Он заявил, что спросил, хочу ли я потанцевать. По-видимому, я ответила да. Он спросил, не хочу ли я пойти с ним в общежитие. И я ответила да. Потом спросил, может ли он отыметь меня пальцами. И я ответила да. Знаете, обычно парни не спрашивают, могут ли они войти в тебя пальцами. В таких случаях события разворачиваются естественным ходом — по обоюдному согласию, а не по схеме вопрос-ответ. Несомненно, я дала сразу согласие на все. Он вне подозрений. По его словам получается, что, прежде чем оказаться полуголой на земле, я произнесла всего одно слово, но три раза: да, да, да. На будущее: если сомневаешься, согласна ли девушка на твое предложение, убедись, что она способна по крайней мере за один раз произнести полное предложение. Но ты даже этого не смог сделать. Нужна всего лишь членораздельная связная фраза. Если девушка не произносит ее — это означает отказ. Не может быть, а только нет. Что тут непонятного? В чем путаница? Это просто здравый смысл, обычная порядочность. Если верить его словам, мы оказались на земле только потому, что я упала. Возьми на заметку: если девушка падает, помоги ей подняться. Если она так пьяна, что едва стоит на ногах, не нависай над ней, не прижимай ее к земле, не сдирай с нее одежду, не засовывай свою руку в ее влагалище. Если девушка падает, помоги ей подняться. Если у нее поверх платья надет жакет, не снимай его, чтобы потрогать ее грудь. Возможно, ей просто холодно, поэтому она и надела вязаный жакет.
Затем к тебе стали приближаться двое шведов на велосипедах, и ты побежал. Но когда они поймали тебя, почему ты не сказал: «Стоп! Все нормально, можете спросить ее, она вон там, она подтвердит». Ты только что сам меня спросил, и я согласилась. Я ведь была в сознании, не так ли? Когда прибыла полиция и допросила злобных шведов, преследовавших тебя, один из них плакал, потому что буквально потерял дар речи от увиденного. Твой адвокат постоянно указывал на то, что «мы не знаем, когда именно она потеряла сознание». Может быть, вы и правы, может быть, я еще хлопала глазами и не до конца обмякла. Но дело было совсем не в этом. Я была слишком пьяной, чтобы хоть что-то говорить; слишком пьяной, чтобы давать согласие на что-либо, — я была слишком пьяной задолго до того, как оказалась на земле. В таком состоянии меня вообще не должны были трогать. Брок заявил: «Я ни разу не заметил, что она не отвечает. Если бы у меня закралось малейшее сомнение, что она без сознания, я немедленно остановился». Но вот в чем дело: если ты собирался остановиться только тогда, когда я перестала отвечать, значит, ты так ничего и не понял. Как бы там ни было, ты не остановился и тогда, когда я была без сознания! Тебя остановили. Двое парней на велосипедах в темноте заметили, что я не двигалась, и им пришлось остановить тебя. Как же ты не заметил этого, будучи прямо на мне?
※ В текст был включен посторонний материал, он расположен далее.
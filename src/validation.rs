//! Validation System - Rule/Policy Separation
//!
//! Rules produce structured violations.
//! Policy maps violations to a verdict.

use serde::{Deserialize, Serialize};
use std::collections::HashSet;

use crate::config::FailureMode;
use crate::document::Document;
use crate::modules::ModuleKind;

#[derive(Debug, Clone, Serialize, Deserialize, PartialEq, Eq)]
#[serde(rename_all = "snake_case")]
pub enum ViolationSeverity {
    Error,
    Warning,
    Info,
}

#[derive(Debug, Clone, Serialize, Deserialize)]
pub struct ValidationViolation {
    pub rule: String,
    pub severity: ViolationSeverity,
    pub message: String,
    pub module_id: Option<String>,
    pub expected: Option<String>,
    pub actual: Option<String>,
    pub remediation: Vec<String>,
}

#[derive(Debug, Clone, Serialize, Deserialize)]
pub struct ValidationResult {
    pub valid: bool,
    pub violations: Vec<ValidationViolation>,
    pub module_count: usize,
    pub schema_version: String,
}

impl ValidationResult {
    fn new(document: &Document, valid: bool, violations: Vec<ValidationViolation>) -> Self {
        Self {
            valid,
            violations,
            module_count: document.len(),
            schema_version: document.schema_version.clone(),
        }
    }

    pub fn has_errors(&self) -> bool {
        self.violations.iter().any(|v| v.severity == ViolationSeverity::Error)
    }
}

/// Validation rule trait - produces violations
pub trait ValidationRule {
    fn name(&self) -> &'static str;
    fn validate(&self, document: &Document) -> Vec<ValidationViolation>;
}

// --- Concrete Rules ---

/// Module ids must be unique; they are the sortable identity.
pub struct UniqueIdsRule;

impl ValidationRule for UniqueIdsRule {
    fn name(&self) -> &'static str { "unique_ids" }

    fn validate(&self, document: &Document) -> Vec<ValidationViolation> {
        let mut seen = HashSet::new();
        let mut reported = HashSet::new();
        let mut violations = vec![];
        for module in &document.modules {
            if !seen.insert(module.id.as_str()) && reported.insert(module.id.as_str()) {
                violations.push(ValidationViolation {
                    rule: self.name().to_string(),
                    severity: ViolationSeverity::Error,
                    message: "Duplicate module id".to_string(),
                    module_id: Some(module.id.clone()),
                    expected: Some("unique id".to_string()),
                    actual: Some(module.id.clone()),
                    remediation: vec!["Assign a fresh id to the duplicated module".to_string()],
                });
            }
        }
        violations
    }
}

/// Logo chip and header lead the document, footer closes it.
///
/// Locked modules cannot be dragged, so one placed out of line stays there.
pub struct LockedPlacementRule;

impl ValidationRule for LockedPlacementRule {
    fn name(&self) -> &'static str { "locked_placement" }

    fn validate(&self, document: &Document) -> Vec<ValidationViolation> {
        let modules = &document.modules;
        let first_sortable = modules.iter().position(|m| !m.is_locked());
        let last_sortable = modules.iter().rposition(|m| !m.is_locked());
        let mut violations = vec![];

        for (index, module) in modules.iter().enumerate() {
            let misplaced = match module.kind() {
                Some(ModuleKind::LogoChip) | Some(ModuleKind::Header) => {
                    first_sortable.is_some_and(|first| index > first)
                }
                Some(ModuleKind::Footer) => last_sortable.is_some_and(|last| index < last),
                _ => false,
            };
            if misplaced {
                let (expected, remediation) = if module.kind() == Some(ModuleKind::Footer) {
                    ("after all content modules", "Move the footer to the end of the document")
                } else {
                    ("before all content modules", "Move the module to the top of the document")
                };
                violations.push(ValidationViolation {
                    rule: self.name().to_string(),
                    severity: ViolationSeverity::Warning,
                    message: format!("Locked {} module out of place", module.content.kind().map(|k| k.tag()).unwrap_or("unknown")),
                    module_id: Some(module.id.clone()),
                    expected: Some(expected.to_string()),
                    actual: Some(format!("position {}", index)),
                    remediation: vec![remediation.to_string()],
                });
            }
        }
        violations
    }
}

pub struct KnownTypesRule;

impl ValidationRule for KnownTypesRule {
    fn name(&self) -> &'static str { "known_types" }

    fn validate(&self, document: &Document) -> Vec<ValidationViolation> {
        document
            .modules
            .iter()
            .filter(|m| m.kind().is_none())
            .map(|m| ValidationViolation {
                rule: self.name().to_string(),
                severity: ViolationSeverity::Warning,
                message: "Unknown module type will not render".to_string(),
                module_id: Some(m.id.clone()),
                expected: None,
                actual: None,
                remediation: vec!["Remove the module or upgrade the engine".to_string()],
            })
            .collect()
    }
}

pub struct EmptyDocumentRule;

impl ValidationRule for EmptyDocumentRule {
    fn name(&self) -> &'static str { "empty_document" }

    fn validate(&self, document: &Document) -> Vec<ValidationViolation> {
        let message = if document.is_empty() {
            "Document has no modules"
        } else if document.sortable_ids().is_empty() {
            "Document has no content modules"
        } else {
            return vec![];
        };
        vec![ValidationViolation {
            rule: self.name().to_string(),
            severity: ViolationSeverity::Info,
            message: message.to_string(),
            module_id: None,
            expected: None,
            actual: None,
            remediation: vec!["Add a module from the add menu".to_string()],
        }]
    }
}

/// Validator orchestrates rules and applies policy
pub struct Validator {
    rules: Vec<Box<dyn ValidationRule>>,
}

impl Validator {
    pub fn new() -> Self {
        Self {
            rules: vec![
                Box::new(UniqueIdsRule),
                Box::new(LockedPlacementRule),
                Box::new(KnownTypesRule),
                Box::new(EmptyDocumentRule),
            ],
        }
    }

    pub fn validate(&self, document: &Document, failure_mode: FailureMode) -> ValidationResult {
        let mut all_violations = vec![];

        for rule in &self.rules {
            all_violations.extend(rule.validate(document));
        }

        let has_errors = all_violations.iter()
            .any(|v| v.severity == ViolationSeverity::Error);

        match failure_mode {
            FailureMode::Block => ValidationResult::new(document, !has_errors, all_violations),
            FailureMode::Warn => ValidationResult::new(document, true, all_violations),
            FailureMode::Log => {
                for v in &all_violations {
                    tracing::warn!(rule = %v.rule, module_id = ?v.module_id, "{}", v.message);
                }
                ValidationResult::new(document, true, all_violations)
            }
        }
    }
}

impl Default for Validator {
    fn default() -> Self {
        Self::new()
    }
}
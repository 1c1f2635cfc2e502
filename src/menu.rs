//! Add-Module Menu

use serde::Serialize;

use crate::modules::{Module, ModuleKind};

/// One entry of the add menu.
#[derive(Debug, Clone, Copy, PartialEq, Eq, Serialize)]
pub struct CatalogEntry {
    pub kind: ModuleKind,
    pub label: &'static str,
}

/// Addable kinds, in menu order. Locked kinds are structural and absent.
pub const ADDABLE_MODULES: [CatalogEntry; 10] = [
    CatalogEntry { kind: ModuleKind::Paragraph, label: "Paragraph" },
    CatalogEntry { kind: ModuleKind::ThreeBullets, label: "Three bullets" },
    CatalogEntry { kind: ModuleKind::ImageSquare, label: "Image 1:1" },
    CatalogEntry { kind: ModuleKind::ImageWide, label: "Image 16:9" },
    CatalogEntry { kind: ModuleKind::Divider, label: "Divider" },
    CatalogEntry { kind: ModuleKind::SimpleCards, label: "Simple cards" },
    CatalogEntry { kind: ModuleKind::ImageCards, label: "Image cards" },
    CatalogEntry { kind: ModuleKind::Quote, label: "Quote" },
    CatalogEntry { kind: ModuleKind::ThreeStats, label: "Three stats" },
    CatalogEntry { kind: ModuleKind::OneStat, label: "One stat" },
];

pub fn is_addable(kind: ModuleKind) -> bool {
    ADDABLE_MODULES.iter().any(|entry| entry.kind == kind)
}

#[derive(Debug, Clone, Default, PartialEq, Eq)]
pub struct AddModuleMenu {
    open: bool,
}

impl AddModuleMenu {
    pub fn is_open(&self) -> bool {
        self.open
    }

    pub fn open(&mut self) {
        self.open = true;
    }

    pub fn toggle(&mut self) {
        self.open = !self.open;
    }

    pub fn cancel(&mut self) {
        self.open = false;
    }

    pub fn entries(&self) -> &'static [CatalogEntry] {
        &ADDABLE_MODULES
    }

    /// Build a default module of `kind` and close the menu.
    ///
    /// Kinds outside the catalog yield `None` and leave the menu open.
    pub fn choose(&mut self, kind: ModuleKind) -> Option<Module> {
        if !is_addable(kind) {
            tracing::debug!(%kind, "kind not offered by add menu");
            return None;
        }
        self.open = false;
        Some(Module::new(kind))
    }
}

#[cfg(test)]
mod tests {
    use super::*;

    #[test]
    fn test_catalog_excludes_locked() {
        assert!(ADDABLE_MODULES.iter().all(|e| !e.kind.is_locked()));
        assert_eq!(ADDABLE_MODULES.len(), 10);
    }

    #[test]
    fn test_choose_closes_menu() {
        let mut menu = AddModuleMenu::default();
        menu.open();
        let module = menu.choose(ModuleKind::Quote).unwrap();
        assert_eq!(module.kind(), Some(ModuleKind::Quote));
        assert!(!menu.is_open());
    }

    #[test]
    fn test_choose_locked_is_refused() {
        let mut menu = AddModuleMenu::default();
        menu.open();
        assert!(menu.choose(ModuleKind::Footer).is_none());
        assert!(menu.is_open());
    }

    #[test]
    fn test_toggle_and_cancel() {
        let mut menu = AddModuleMenu::default();
        menu.toggle();
        assert!(menu.is_open());
        menu.cancel();
        assert!(!menu.is_open());
    }
}
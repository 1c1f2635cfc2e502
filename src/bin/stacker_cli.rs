//! Stacker CLI - Scripted document edits
//!
//! Commands: catalog, init, validate, add, delete, reorder, render, replay
//! Outputs JSON to stdout, logs to stderr
//! Returns 2 on validation failure

use clap::{Parser, Subcommand};
use serde::Serialize;
use std::path::{Path, PathBuf};
use std::process::ExitCode;
use std::time::Instant;
use tracing_subscriber::EnvFilter;

use stacker_core::{
    Document, EditPipeline, EditRequest, EditorConfig, MarkupRenderer, ModuleKind, ModuleRenderer,
    ReplayScript, StudioError, ADDABLE_MODULES,
};

#[derive(Parser)]
#[command(name = "stacker-cli")]
#[command(about = "Stacker CLI - module document editing")]
struct Cli {
    #[command(subcommand)]
    command: Commands,

    /// Path to an editor config JSON file
    #[arg(short, long)]
    config: Option<PathBuf>,

    /// Raise log verbosity (-v debug, -vv trace)
    #[arg(short, long, action = clap::ArgAction::Count, global = true)]
    verbose: u8,
}

#[derive(Subcommand)]
enum Commands {
    /// List module types the add menu offers
    Catalog,

    /// Print a new stacker document
    Init {
        #[arg(long, default_value = "")]
        heading: String,

        #[arg(long, default_value = "")]
        footer: String,
    },

    /// Validate a document
    Validate {
        /// Document JSON file
        document: PathBuf,
    },

    /// Append a module of the given type
    Add {
        document: PathBuf,

        #[arg(short, long, value_parser = parse_kind)]
        kind: ModuleKind,
    },

    /// Delete a module by id
    Delete {
        document: PathBuf,

        #[arg(long)]
        id: String,
    },

    /// Move module ACTIVE to the position held by OVER
    Reorder {
        document: PathBuf,

        #[arg(long)]
        active: String,

        #[arg(long)]
        over: String,
    },

    /// Render a document to HTML fragments
    Render {
        document: PathBuf,
    },

    /// Feed a script of editor inputs through the editor
    Replay {
        document: PathBuf,

        /// Replay script JSON file
        #[arg(short, long)]
        script: PathBuf,
    },
}

fn parse_kind(tag: &str) -> Result<ModuleKind, String> {
    ModuleKind::from_tag(tag).ok_or_else(|| format!("unknown module type '{}'", tag))
}

fn init_logging(verbose: u8) {
    let default = match verbose {
        0 => "warn",
        1 => "debug",
        _ => "trace",
    };
    let filter = EnvFilter::try_from_default_env().unwrap_or_else(|_| EnvFilter::new(default));
    tracing_subscriber::fmt()
        .with_env_filter(filter)
        .with_writer(std::io::stderr)
        .init();
}

fn print_json<T: Serialize>(value: &T) -> ExitCode {
    match serde_json::to_string_pretty(value) {
        Ok(json) => {
            println!("{}", json);
            ExitCode::SUCCESS
        }
        Err(e) => {
            eprintln!(r#"{{"error": "Failed to serialize output: {}"}}"#, e);
            ExitCode::FAILURE
        }
    }
}

fn print_error(e: &StudioError) -> ExitCode {
    let output = serde_json::json!({
        "success": false,
        "error": e.to_string(),
    });
    println!("{}", output);
    match e {
        StudioError::ValidationFailed(_) => ExitCode::from(2),
        _ => ExitCode::FAILURE,
    }
}

fn edit(pipeline: &EditPipeline, path: &Path, request: EditRequest) -> ExitCode {
    let result = Document::load(path).and_then(|doc| pipeline.apply(&doc, &request));
    match result {
        Ok(outcome) => print_json(&outcome),
        Err(e) => print_error(&e),
    }
}

fn main() -> ExitCode {
    let cli = Cli::parse();
    init_logging(cli.verbose);

    let config = match cli.config.as_deref().map(EditorConfig::load).transpose() {
        Ok(config) => config.unwrap_or_default(),
        Err(e) => {
            eprintln!(r#"{{"error": "Failed to load config: {}"}}"#, e);
            return ExitCode::FAILURE;
        }
    };

    let pipeline = EditPipeline::new(config);

    match cli.command {
        Commands::Catalog => print_json(&ADDABLE_MODULES),

        Commands::Init { heading, footer } => print_json(&Document::new_stacker(&heading, &footer)),

        Commands::Validate { document } => {
            match Document::load(&document).and_then(|doc| pipeline.validate(&doc)) {
                Ok(result) => {
                    let code = print_json(&result);
                    if result.valid {
                        code
                    } else {
                        ExitCode::from(2)
                    }
                }
                Err(e) => print_error(&e),
            }
        }

        Commands::Add { document, kind } => edit(&pipeline, &document, EditRequest::Add { kind }),

        Commands::Delete { document, id } => edit(&pipeline, &document, EditRequest::Delete { id }),

        Commands::Reorder { document, active, over } => edit(
            &pipeline,
            &document,
            EditRequest::Reorder {
                active_id: active,
                over_id: over,
            },
        ),

        Commands::Render { document } => match Document::load(&document) {
            Ok(doc) => {
                let fragments: Vec<_> = doc
                    .modules
                    .iter()
                    .filter_map(|m| {
                        MarkupRenderer.render(m).map(|html| {
                            serde_json::json!({ "id": m.id, "html": html })
                        })
                    })
                    .collect();
                print_json(&fragments)
            }
            Err(e) => print_error(&e),
        },

        Commands::Replay { document, script } => {
            let started = Instant::now();
            let result = Document::load(&document).and_then(|doc| {
                let content = std::fs::read_to_string(&script)?;
                let script: ReplayScript = serde_json::from_str(&content)?;
                pipeline.replay(&doc, &script)
            });
            tracing::debug!(elapsed = ?started.elapsed(), "replay finished");
            match result {
                Ok(outcome) => print_json(&outcome),
                Err(e) => print_error(&e),
            }
        }
    }
}
//! Module Rendering
//!
//! The same renderer draws a module in place and inside the drag overlay,
//! so the lifted copy always matches the real one.

use std::fmt::Write;

use crate::modules::{Cta, DividerStyle, HeadingSize, ImageBlock, ImageRef, Module, ModuleContent};

pub trait ModuleRenderer {
    type Output;

    /// `None` renders nothing (unknown module types).
    fn render(&self, module: &Module) -> Option<Self::Output>;
}

/// Reference renderer producing HTML fragments.
#[derive(Debug, Clone, Copy, Default)]
pub struct MarkupRenderer;

impl ModuleRenderer for MarkupRenderer {
    type Output = String;

    fn render(&self, module: &Module) -> Option<String> {
        let kind = module.kind()?;
        let mut html = String::new();
        let _ = write!(html, r#"<section class="module module--{}" data-id="{}">"#, kind, escape(&module.id));
        match &module.content {
            ModuleContent::LogoChip { logo, label } => {
                push_image(&mut html, logo, label.as_deref().unwrap_or("logo"));
            }
            ModuleContent::Header { heading, heading_size, subheader, cta } => {
                let tag = match heading_size {
                    HeadingSize::Large => "h1",
                    HeadingSize::Medium => "h2",
                    HeadingSize::Small => "h3",
                };
                let _ = write!(html, "<{tag}>{}</{tag}>", escape(heading));
                push_opt(&mut html, "p", subheader.as_deref());
                push_cta(&mut html, cta.as_ref());
            }
            ModuleContent::Paragraph { heading, body } => {
                push_opt(&mut html, "h3", heading.as_deref());
                push_opt(&mut html, "p", Some(body));
            }
            ModuleContent::ThreeBullets { heading, bullets } => {
                push_opt(&mut html, "h3", heading.as_deref());
                html.push_str("<ul>");
                for bullet in bullets {
                    push_opt(&mut html, "li", Some(bullet));
                }
                html.push_str("</ul>");
            }
            ModuleContent::ImageSquare(block) | ModuleContent::ImageWide(block) => {
                push_image_block(&mut html, block);
            }
            ModuleContent::Divider { style } => match style {
                DividerStyle::Line => html.push_str("<hr>"),
                DividerStyle::Space => html.push_str(r#"<div class="spacer"></div>"#),
            },
            ModuleContent::SimpleCards { cards } => {
                for card in cards {
                    html.push_str(r#"<div class="card">"#);
                    push_opt(&mut html, "h4", Some(&card.title));
                    push_opt(&mut html, "p", Some(&card.body));
                    html.push_str("</div>");
                }
            }
            ModuleContent::ImageCards { cards } => {
                for card in cards {
                    html.push_str(r#"<div class="card">"#);
                    push_image(&mut html, &card.image, &card.title);
                    push_opt(&mut html, "h4", Some(&card.title));
                    push_opt(&mut html, "p", Some(&card.body));
                    html.push_str("</div>");
                }
            }
            ModuleContent::Quote { quote, attribution } => {
                push_opt(&mut html, "blockquote", Some(quote));
                push_opt(&mut html, "cite", attribution.as_deref());
            }
            ModuleContent::ThreeStats { stats } => {
                for stat in stats {
                    let _ = write!(
                        html,
                        r#"<div class="stat"><strong>{}</strong><span>{}</span></div>"#,
                        escape(&stat.value),
                        escape(&stat.label)
                    );
                }
            }
            ModuleContent::OneStat { stat, body } => {
                let _ = write!(
                    html,
                    r#"<div class="stat"><strong>{}</strong><span>{}</span></div>"#,
                    escape(&stat.value),
                    escape(&stat.label)
                );
                push_opt(&mut html, "p", body.as_deref());
            }
            ModuleContent::Footer { text, legal } => {
                push_opt(&mut html, "p", Some(text));
                push_opt(&mut html, "small", legal.as_deref());
            }
            ModuleContent::Unknown { .. } => return None,
        }
        html.push_str("</section>");
        Some(html)
    }
}

fn push_opt<S: AsRef<str>>(html: &mut String, tag: &str, text: Option<S>) {
    let Some(text) = text else { return };
    let text = text.as_ref();
    if !text.is_empty() {
        let _ = write!(html, "<{tag}>{}</{tag}>", escape(text));
    }
}

fn push_cta(html: &mut String, cta: Option<&Cta>) {
    if let Some(cta) = cta {
        let _ = write!(html, r#"<a class="cta" href="{}">{}</a>"#, escape(&cta.url), escape(&cta.label));
    }
}

fn push_image(html: &mut String, image: &ImageRef, alt: &str) {
    let filter = if image.grayscale { "filter:grayscale(1);" } else { "" };
    let _ = write!(
        html,
        r#"<img src="{}" alt="{}" style="object-position:{}% {}%;transform:scale({});{}">"#,
        escape(&image.src),
        escape(alt),
        image.pan_x,
        image.pan_y,
        image.zoom,
        filter
    );
}

fn push_image_block(html: &mut String, block: &ImageBlock) {
    push_image(html, &block.image, block.heading.as_deref().unwrap_or(""));
    push_opt(html, "span", block.eyebrow.as_deref());
    push_opt(html, "h3", block.heading.as_deref());
    push_opt(html, "p", block.body.as_deref());
    push_cta(html, block.cta.as_ref());
}

fn escape(text: &str) -> String {
    let mut out = String::with_capacity(text.len());
    for c in text.chars() {
        match c {
            '&' => out.push_str("&amp;"),
            '<' => out.push_str("&lt;"),
            '>' => out.push_str("&gt;"),
            '"' => out.push_str("&quot;"),
            '\'' => out.push_str("&#39;"),
            _ => out.push(c),
        }
    }
    out
}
Ты сказал, что остановился бы и помог бы мне. Ты так сказал. Но тогда объясни мне, как ты собирался это сделать? Объясни по порядку, проведи меня шаг за шагом через свою помощь. Хотелось бы знать, как сложился бы тот вечер, если два злобных шведа не обнаружили бы меня. Я хочу узнать у тебя: ты натянул бы мои трусы обратно на меня прямо через ботинки? Распутал бы ожерелье на шее? Сдвинул бы мне ноги, укрыл бы меня? Вытащил бы сосновые иглы у меня из волос? Спросил бы, не болят ли ссадины на шее и на попе? А потом ты позвал бы приятеля и попросил его помочь отнести меня в теплое безопасное место? Я не могу уснуть, как только подумаю, что могло бы быть, не появись те двое. Что было бы со мной? И на этот вопрос у тебя нет вразумительного ответа, этого ты не в состоянии объяснить даже спустя год.
Вдобавок ко всему он заявил, что я испытала оргазм буквально через минуту после его проникновения в меня пальцами. Медсестра сказала, что на моих половых органах были повреждения, разрывы и грязь. Интересно, все это появилось до или после того, как я кончила?
Быть под присягой и заявлять, что я сама хотела, что дала согласие, что истинная жертва здесь ты, потому что на тебя по непонятным причинам напали два шведа, — это просто чудовищно, это эгоистично, глупо и оскорбительно. Одно дело испытывать боль. И совершенно другое — видеть, как кто-то пытается поставить под сомнение истинность этой боли.